In opposition, Labor has given bipartisan support to a series of repressive laws. This included the passage, last year, of unprecedented foreign interference and espionage legislation.

Along with expanding jail terms for whistleblowers, the laws are explicitly aimed at creating the conditions for the prosecution of journalists. They make it a criminal offense to “deal with” information that “harms” “national security.” “Deal with” is defined to cover a long list of activities: “collect,” “possess,” “make a record of,” “copy,” “alter,” “conceal,” “communicate,” “publish” and “make available.”

The bipartisan crackdown also demonstrates the need for journalists to break the protracted silence of the Australian media over the persecution of Assange.

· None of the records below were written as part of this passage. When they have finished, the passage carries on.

//! Database backends
//!
//! The engine needs two things from a database: running a generated script
//! file, and reading the column catalog of a table. Scripts go through either
//! a sqlx pool or the external `psql` client.

use async_trait::async_trait;
use sqlx::postgres::{PgConnectOptions, PgPool, PgPoolOptions, PgSslMode};
use sqlx::{Executor, Row};
use std::env;
use std::fs;
use std::path::Path;
use std::str::FromStr;
use tokio::process::Command;

use crate::config::{DatabaseClient, DatabaseConfig};
use crate::error::{MigrateError, MigrateResult};

/// Connection string that overrides the configured parameters
pub const DATABASE_URL_ENV: &str = "DATABASE_URL";

const COLUMNS_QUERY: &str = "SELECT column_name::text AS column_name, data_type::text AS data_type \
     FROM information_schema.columns \
     WHERE table_name = $1 AND table_schema = current_schema() \
     ORDER BY ordinal_position";

/// A column as reported by the database catalog
#[derive(Debug, Clone, PartialEq, Eq)]
pub struct ColumnInfo {
    pub name: String,
    pub data_type: String,
}

impl ColumnInfo {
    pub fn new(name: impl Into<String>, data_type: impl Into<String>) -> Self {
        Self {
            name: name.into(),
            data_type: data_type.into(),
        }
    }
}

/// Database operations used by migrations and verification
#[async_trait]
pub trait SchemaDatabase: Send + Sync {
    /// Execute every statement of a script file
    async fn execute_file(&self, path: &Path) -> MigrateResult<()>;

    /// Columns of `table` in the current schema; empty when the table is absent
    async fn table_columns(&self, table: &str) -> MigrateResult<Vec<ColumnInfo>>;
}

fn script_name(path: &Path) -> String {
    path.file_name()
        .map(|name| name.to_string_lossy().into_owned())
        .unwrap_or_else(|| path.display().to_string())
}

/// sqlx-backed database
pub struct PostgresDatabase {
    pool: PgPool,
}

impl PostgresDatabase {
    pub fn new(pool: PgPool) -> Self {
        Self { pool }
    }

    /// Connect using `DATABASE_URL` when set, the configured parameters otherwise
    pub async fn connect(config: &DatabaseConfig) -> MigrateResult<Self> {
        let options = connect_options(config)?;
        let pool = PgPoolOptions::new()
            .max_connections(1)
            .connect_with(options)
            .await
            .map_err(|e| MigrateError::config(format!("Failed to connect to database: {}", e)))?;
        Ok(Self::new(pool))
    }
}

/// Connection options for the native backend
pub fn connect_options(config: &DatabaseConfig) -> MigrateResult<PgConnectOptions> {
    if let Ok(url) = env::var(DATABASE_URL_ENV) {
        return PgConnectOptions::from_str(&url)
            .map_err(|e| MigrateError::config(format!("Invalid {}: {}", DATABASE_URL_ENV, e)));
    }

    let ssl_mode = PgSslMode::from_str(&config.sslmode).map_err(|e| {
        MigrateError::config(format!("Invalid sslmode {}: {}", config.sslmode, e))
    })?;

    let mut options = PgConnectOptions::new()
        .host(&config.host)
        .port(config.port)
        .username(&config.user)
        .database(&config.name)
        .ssl_mode(ssl_mode);
    if !config.password.is_empty() {
        options = options.password(&config.password);
    }
    Ok(options)
}

#[async_trait]
impl SchemaDatabase for PostgresDatabase {
    async fn execute_file(&self, path: &Path) -> MigrateResult<()> {
        let name = script_name(path);
        let sql = fs::read_to_string(path)
            .map_err(|e| MigrateError::execution(&name, format!("Failed to read script: {}", e)))?;

        // Without bind arguments the script is sent as one simple query, so
        // PostgreSQL runs all of its statements in a single implicit transaction.
        self.pool
            .execute(sql.as_str())
            .await
            .map_err(|e| MigrateError::execution(&name, e))?;
        Ok(())
    }

    async fn table_columns(&self, table: &str) -> MigrateResult<Vec<ColumnInfo>> {
        let rows = sqlx::query(COLUMNS_QUERY)
            .bind(table.to_lowercase())
            .fetch_all(&self.pool)
            .await?;

        let mut columns = Vec::with_capacity(rows.len());
        for row in rows {
            columns.push(ColumnInfo {
                name: row.try_get("column_name")?,
                data_type: row.try_get("data_type")?,
            });
        }
        Ok(columns)
    }
}

/// Runs scripts through the `psql` command-line client
pub struct PsqlClient {
    config: DatabaseConfig,
    program: String,
}

impl PsqlClient {
    pub fn new(config: DatabaseConfig) -> Self {
        Self {
            config,
            program: "psql".to_string(),
        }
    }

    /// Use a different client binary
    pub fn with_program(mut self, program: impl Into<String>) -> Self {
        self.program = program.into();
        self
    }

    fn command(&self) -> Command {
        let mut command = Command::new(&self.program);
        command.arg("-v").arg("ON_ERROR_STOP=1");

        match env::var(DATABASE_URL_ENV) {
            Ok(url) => {
                command.arg("-d").arg(url);
            }
            Err(_) => {
                command
                    .arg("-h")
                    .arg(&self.config.host)
                    .arg("-p")
                    .arg(self.config.port.to_string())
                    .arg("-U")
                    .arg(&self.config.user)
                    .arg("-d")
                    .arg(&self.config.name)
                    .env("PGPASSWORD", &self.config.password)
                    .env("PGSSLMODE", &self.config.sslmode);
            }
        }
        command
    }

    async fn run(&self, name: &str, mut command: Command) -> MigrateResult<String> {
        let output = command.output().await.map_err(|e| {
            MigrateError::execution(name, format!("Failed to start {}: {}", self.program, e))
        })?;

        let stdout = String::from_utf8_lossy(&output.stdout).into_owned();
        let stderr = String::from_utf8_lossy(&output.stderr).into_owned();
        tracing::debug!("{} output for {}:\n{}{}", self.program, name, stdout, stderr);

        if !output.status.success() || stderr.contains("ERROR:") {
            return Err(MigrateError::execution(
                name,
                format!("{} exited with {}: {}", self.program, output.status, stderr.trim()),
            ));
        }
        Ok(stdout)
    }
}

#[async_trait]
impl SchemaDatabase for PsqlClient {
    async fn execute_file(&self, path: &Path) -> MigrateResult<()> {
        let name = script_name(path);
        let mut command = self.command();
        command.arg("-f").arg(path);
        self.run(&name, command).await?;
        Ok(())
    }

    async fn table_columns(&self, table: &str) -> MigrateResult<Vec<ColumnInfo>> {
        let query = format!(
            "SELECT column_name, data_type FROM information_schema.columns \
             WHERE table_name = '{}' AND table_schema = current_schema() \
             ORDER BY ordinal_position",
            table.to_lowercase().replace('\'', "''")
        );

        let mut command = self.command();
        command.args(["-A", "-t", "-F", "|", "-c"]).arg(query);
        let output = self.run("information_schema.columns", command).await?;

        Ok(parse_psql_columns(&output))
    }
}

/// Parse unaligned `name|type` rows
fn parse_psql_columns(output: &str) -> Vec<ColumnInfo> {
    output
        .lines()
        .filter_map(|line| line.split_once('|'))
        .map(|(name, data_type)| ColumnInfo::new(name.trim(), data_type.trim()))
        .collect()
}

/// Open the configured backend
pub async fn connect(config: &DatabaseConfig) -> MigrateResult<Box<dyn SchemaDatabase>> {
    match config.client {
        DatabaseClient::Native => {
            tracing::debug!("Connecting to {}:{} via sqlx", config.host, config.port);
            Ok(Box::new(PostgresDatabase::connect(config).await?))
        }
        DatabaseClient::Psql => {
            tracing::debug!("Using psql client for {}:{}", config.host, config.port);
            Ok(Box::new(PsqlClient::new(config.clone())))
        }
    }
}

In line with the support of the political establishment for the US-led vendetta against the WikiLeaks founder, the corporate publications have for many years blacked out information on his dire plight, while repeating the slanders concocted by the US intelligence agencies to discredit him.

In an opinion piece published by the Sydney Morning Herald on Monday, Jennifer Robinson, one of Assange’s lawyers, outlined the direct relationship between the persecution of her client and the attacks on press freedom in Australia.

Robinson wrote that publications such as the New York Times and the Washington Post had acknowledged that the US indictment against Assange “criminalises journalistic practices used by those newspapers to report in the public interest.”

The lawyer continued: “Not only has Australia refused to stand up for Assange and condemn this attack on free speech, the government has run with the precedent at home.

“There is no denying the parallels with the AFP raids on Australian journalists and the Assange indictment: both involve receipt and publication of classified information about Afghanistan, including evidence of possible US and Australian war crimes.”